_TRY IT_. The answer is to be an exact copy of the lines below running from the line with "for step in" down to the line with "let allocate_chance = if", both ends included, and nothing more.

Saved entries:
------------------------------------
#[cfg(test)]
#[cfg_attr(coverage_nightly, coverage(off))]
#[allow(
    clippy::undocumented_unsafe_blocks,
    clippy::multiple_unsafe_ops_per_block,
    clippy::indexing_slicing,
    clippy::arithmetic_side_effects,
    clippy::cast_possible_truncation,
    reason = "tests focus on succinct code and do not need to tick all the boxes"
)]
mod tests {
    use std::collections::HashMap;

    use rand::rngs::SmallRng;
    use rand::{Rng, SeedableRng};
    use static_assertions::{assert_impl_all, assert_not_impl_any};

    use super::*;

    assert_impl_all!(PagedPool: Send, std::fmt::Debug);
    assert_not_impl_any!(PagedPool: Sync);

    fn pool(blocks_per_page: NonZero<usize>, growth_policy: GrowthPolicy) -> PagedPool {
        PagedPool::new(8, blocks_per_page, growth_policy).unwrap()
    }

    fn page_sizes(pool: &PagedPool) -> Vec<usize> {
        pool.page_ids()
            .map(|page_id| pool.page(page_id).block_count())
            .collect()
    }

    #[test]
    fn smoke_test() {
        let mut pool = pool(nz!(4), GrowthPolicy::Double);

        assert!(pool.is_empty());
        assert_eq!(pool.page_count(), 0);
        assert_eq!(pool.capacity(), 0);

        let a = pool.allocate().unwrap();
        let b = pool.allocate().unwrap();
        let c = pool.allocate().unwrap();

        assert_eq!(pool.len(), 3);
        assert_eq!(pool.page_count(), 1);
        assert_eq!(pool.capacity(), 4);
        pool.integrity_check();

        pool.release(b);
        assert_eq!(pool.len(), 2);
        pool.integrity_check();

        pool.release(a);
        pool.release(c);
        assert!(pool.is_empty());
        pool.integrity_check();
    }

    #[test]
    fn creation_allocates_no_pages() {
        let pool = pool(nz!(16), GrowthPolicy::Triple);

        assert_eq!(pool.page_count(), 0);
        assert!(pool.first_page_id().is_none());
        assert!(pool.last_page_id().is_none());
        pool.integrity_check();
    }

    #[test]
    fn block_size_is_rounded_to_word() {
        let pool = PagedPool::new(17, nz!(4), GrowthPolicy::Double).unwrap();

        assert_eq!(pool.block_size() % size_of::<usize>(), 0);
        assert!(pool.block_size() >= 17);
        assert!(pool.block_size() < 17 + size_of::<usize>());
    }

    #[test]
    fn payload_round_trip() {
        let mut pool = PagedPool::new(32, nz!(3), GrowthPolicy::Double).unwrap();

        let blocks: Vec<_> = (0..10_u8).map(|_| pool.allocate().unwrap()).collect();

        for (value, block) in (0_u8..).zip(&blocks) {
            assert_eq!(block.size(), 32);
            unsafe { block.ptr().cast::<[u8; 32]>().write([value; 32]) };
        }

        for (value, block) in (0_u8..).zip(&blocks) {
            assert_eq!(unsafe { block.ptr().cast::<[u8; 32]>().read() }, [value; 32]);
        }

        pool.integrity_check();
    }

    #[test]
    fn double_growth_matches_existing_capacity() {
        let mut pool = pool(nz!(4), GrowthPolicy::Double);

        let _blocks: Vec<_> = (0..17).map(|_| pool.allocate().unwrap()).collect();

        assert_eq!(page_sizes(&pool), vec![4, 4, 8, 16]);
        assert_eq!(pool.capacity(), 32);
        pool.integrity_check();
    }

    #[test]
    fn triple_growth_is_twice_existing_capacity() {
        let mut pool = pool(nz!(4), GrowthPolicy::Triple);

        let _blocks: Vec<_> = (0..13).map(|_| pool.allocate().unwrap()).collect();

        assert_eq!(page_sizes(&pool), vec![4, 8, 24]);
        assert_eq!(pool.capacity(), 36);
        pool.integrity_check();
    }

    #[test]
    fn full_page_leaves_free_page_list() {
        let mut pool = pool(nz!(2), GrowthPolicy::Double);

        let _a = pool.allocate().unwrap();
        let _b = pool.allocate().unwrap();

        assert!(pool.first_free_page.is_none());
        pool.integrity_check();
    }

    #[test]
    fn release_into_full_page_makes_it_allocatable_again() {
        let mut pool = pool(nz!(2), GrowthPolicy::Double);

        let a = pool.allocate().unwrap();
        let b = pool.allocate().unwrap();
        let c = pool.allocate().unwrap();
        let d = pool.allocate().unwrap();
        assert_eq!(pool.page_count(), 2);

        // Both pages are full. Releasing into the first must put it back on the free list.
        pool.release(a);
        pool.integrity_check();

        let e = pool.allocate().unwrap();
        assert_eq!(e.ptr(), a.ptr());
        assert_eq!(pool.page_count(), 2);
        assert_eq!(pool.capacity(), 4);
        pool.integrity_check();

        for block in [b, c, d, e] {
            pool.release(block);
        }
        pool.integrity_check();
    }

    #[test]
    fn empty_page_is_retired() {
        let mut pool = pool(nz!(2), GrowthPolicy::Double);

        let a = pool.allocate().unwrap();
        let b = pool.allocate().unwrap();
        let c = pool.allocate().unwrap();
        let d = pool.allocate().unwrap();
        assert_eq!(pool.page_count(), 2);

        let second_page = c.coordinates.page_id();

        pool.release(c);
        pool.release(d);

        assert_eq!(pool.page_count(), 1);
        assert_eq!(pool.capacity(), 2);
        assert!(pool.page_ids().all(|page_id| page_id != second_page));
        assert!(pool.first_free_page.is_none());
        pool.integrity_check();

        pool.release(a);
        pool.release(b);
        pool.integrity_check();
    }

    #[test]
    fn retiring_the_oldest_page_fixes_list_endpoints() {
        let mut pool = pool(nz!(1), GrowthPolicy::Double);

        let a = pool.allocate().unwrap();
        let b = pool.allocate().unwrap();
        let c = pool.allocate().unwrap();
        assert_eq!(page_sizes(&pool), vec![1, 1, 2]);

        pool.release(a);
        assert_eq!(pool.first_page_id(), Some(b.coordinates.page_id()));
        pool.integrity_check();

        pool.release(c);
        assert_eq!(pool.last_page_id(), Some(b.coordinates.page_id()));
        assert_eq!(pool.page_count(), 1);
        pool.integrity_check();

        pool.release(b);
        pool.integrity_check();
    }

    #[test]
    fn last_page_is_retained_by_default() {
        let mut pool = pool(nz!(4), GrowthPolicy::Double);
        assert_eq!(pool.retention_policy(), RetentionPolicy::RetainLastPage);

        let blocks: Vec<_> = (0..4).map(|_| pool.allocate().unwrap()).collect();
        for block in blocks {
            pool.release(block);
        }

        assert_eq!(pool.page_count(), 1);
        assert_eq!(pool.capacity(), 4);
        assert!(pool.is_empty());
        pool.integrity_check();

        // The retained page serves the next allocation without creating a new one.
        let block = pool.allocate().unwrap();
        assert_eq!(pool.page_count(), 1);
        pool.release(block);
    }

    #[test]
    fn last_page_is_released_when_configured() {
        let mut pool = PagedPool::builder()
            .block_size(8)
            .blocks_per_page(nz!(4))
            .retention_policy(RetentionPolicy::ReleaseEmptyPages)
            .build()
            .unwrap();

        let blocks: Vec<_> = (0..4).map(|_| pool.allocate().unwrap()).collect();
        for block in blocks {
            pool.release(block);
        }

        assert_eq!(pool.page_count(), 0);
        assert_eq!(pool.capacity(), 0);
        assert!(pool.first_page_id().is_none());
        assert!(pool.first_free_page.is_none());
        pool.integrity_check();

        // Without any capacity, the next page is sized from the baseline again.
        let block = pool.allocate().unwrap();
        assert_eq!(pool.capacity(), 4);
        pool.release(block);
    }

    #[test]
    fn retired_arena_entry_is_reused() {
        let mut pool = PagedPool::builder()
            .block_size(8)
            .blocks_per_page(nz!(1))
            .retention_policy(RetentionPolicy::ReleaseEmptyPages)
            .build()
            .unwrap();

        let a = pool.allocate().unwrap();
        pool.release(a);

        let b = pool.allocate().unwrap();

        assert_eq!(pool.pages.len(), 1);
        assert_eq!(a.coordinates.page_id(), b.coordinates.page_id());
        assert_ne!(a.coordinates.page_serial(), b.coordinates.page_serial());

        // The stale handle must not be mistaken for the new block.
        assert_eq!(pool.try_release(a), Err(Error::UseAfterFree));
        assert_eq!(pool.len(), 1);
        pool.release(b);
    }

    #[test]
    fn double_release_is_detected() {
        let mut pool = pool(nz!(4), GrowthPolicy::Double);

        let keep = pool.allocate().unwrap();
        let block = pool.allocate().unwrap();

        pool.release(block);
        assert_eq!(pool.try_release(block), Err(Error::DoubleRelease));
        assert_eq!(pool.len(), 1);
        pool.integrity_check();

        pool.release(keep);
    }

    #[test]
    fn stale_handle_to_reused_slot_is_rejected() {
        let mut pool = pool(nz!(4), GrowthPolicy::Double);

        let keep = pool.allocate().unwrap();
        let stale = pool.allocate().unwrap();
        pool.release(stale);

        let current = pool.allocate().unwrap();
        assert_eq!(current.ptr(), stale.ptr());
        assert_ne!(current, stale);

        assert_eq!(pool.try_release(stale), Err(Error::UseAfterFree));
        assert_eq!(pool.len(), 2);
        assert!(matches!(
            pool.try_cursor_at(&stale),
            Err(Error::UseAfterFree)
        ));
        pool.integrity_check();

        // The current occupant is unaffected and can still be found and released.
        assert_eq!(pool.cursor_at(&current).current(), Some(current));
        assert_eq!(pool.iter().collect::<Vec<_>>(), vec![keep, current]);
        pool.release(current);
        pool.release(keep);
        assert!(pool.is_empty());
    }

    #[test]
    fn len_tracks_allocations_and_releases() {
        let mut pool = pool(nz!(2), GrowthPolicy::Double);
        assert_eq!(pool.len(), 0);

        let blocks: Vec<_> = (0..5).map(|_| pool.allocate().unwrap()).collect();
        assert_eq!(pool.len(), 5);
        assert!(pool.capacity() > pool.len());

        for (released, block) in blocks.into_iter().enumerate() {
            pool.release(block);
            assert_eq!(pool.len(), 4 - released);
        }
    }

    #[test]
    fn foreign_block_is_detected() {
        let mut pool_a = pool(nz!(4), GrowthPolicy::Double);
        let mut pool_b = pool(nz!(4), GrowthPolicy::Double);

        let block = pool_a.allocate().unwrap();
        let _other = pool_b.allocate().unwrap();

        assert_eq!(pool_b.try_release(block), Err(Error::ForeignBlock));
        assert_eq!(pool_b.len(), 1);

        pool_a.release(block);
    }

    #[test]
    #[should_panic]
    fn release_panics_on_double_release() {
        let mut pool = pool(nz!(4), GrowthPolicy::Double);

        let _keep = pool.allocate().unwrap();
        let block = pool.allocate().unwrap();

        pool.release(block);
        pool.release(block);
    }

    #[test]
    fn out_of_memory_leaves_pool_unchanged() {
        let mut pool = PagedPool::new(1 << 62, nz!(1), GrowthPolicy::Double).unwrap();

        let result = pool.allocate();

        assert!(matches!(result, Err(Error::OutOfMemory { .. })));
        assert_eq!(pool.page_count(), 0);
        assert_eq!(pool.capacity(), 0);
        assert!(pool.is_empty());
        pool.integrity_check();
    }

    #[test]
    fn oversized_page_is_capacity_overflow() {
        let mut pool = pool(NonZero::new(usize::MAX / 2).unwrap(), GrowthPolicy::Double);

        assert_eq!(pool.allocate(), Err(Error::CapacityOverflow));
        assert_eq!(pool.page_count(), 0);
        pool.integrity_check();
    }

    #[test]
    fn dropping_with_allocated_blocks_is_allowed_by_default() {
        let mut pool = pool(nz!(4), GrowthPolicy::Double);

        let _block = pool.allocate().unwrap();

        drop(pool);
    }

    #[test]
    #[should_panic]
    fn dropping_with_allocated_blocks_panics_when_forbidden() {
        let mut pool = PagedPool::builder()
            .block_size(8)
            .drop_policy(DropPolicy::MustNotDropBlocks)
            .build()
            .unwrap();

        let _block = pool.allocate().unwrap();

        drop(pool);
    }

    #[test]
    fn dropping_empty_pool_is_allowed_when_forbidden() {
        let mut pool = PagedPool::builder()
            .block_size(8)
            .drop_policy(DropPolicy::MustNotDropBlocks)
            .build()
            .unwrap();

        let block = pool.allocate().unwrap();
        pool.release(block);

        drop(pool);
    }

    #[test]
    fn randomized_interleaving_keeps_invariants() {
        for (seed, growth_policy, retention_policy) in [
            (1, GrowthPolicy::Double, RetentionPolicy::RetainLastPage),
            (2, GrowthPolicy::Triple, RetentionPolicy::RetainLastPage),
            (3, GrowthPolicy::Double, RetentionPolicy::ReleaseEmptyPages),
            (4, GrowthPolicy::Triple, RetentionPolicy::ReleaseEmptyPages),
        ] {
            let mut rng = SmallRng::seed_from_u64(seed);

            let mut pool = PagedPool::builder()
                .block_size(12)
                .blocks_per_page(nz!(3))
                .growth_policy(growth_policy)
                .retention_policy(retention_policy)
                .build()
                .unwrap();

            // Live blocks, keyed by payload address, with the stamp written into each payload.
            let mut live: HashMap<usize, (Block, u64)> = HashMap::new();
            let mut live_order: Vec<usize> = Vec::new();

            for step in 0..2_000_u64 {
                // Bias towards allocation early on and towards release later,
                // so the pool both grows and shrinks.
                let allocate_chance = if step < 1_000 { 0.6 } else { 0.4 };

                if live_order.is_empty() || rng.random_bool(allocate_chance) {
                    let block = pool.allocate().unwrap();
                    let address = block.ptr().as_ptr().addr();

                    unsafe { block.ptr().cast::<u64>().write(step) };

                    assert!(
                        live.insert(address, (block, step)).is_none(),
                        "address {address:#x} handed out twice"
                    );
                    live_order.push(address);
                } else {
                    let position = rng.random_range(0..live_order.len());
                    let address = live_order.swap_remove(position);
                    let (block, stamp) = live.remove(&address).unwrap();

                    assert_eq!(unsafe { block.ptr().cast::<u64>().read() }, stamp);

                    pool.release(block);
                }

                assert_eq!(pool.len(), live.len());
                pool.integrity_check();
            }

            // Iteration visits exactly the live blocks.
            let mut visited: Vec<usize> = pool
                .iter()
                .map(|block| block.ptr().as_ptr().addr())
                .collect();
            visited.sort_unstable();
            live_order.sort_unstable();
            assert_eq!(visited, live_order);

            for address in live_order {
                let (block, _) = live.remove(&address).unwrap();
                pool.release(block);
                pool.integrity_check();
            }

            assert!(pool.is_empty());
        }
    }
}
------------------------------------
_SOLUTION_.
            for step in 0..2_000_u64 {
                // Bias towards allocation early on and towards release later,
                // so the pool both grows and shrinks.
                let allocate_chance = if step < 1_000 { 0.6 } else { 0.4 };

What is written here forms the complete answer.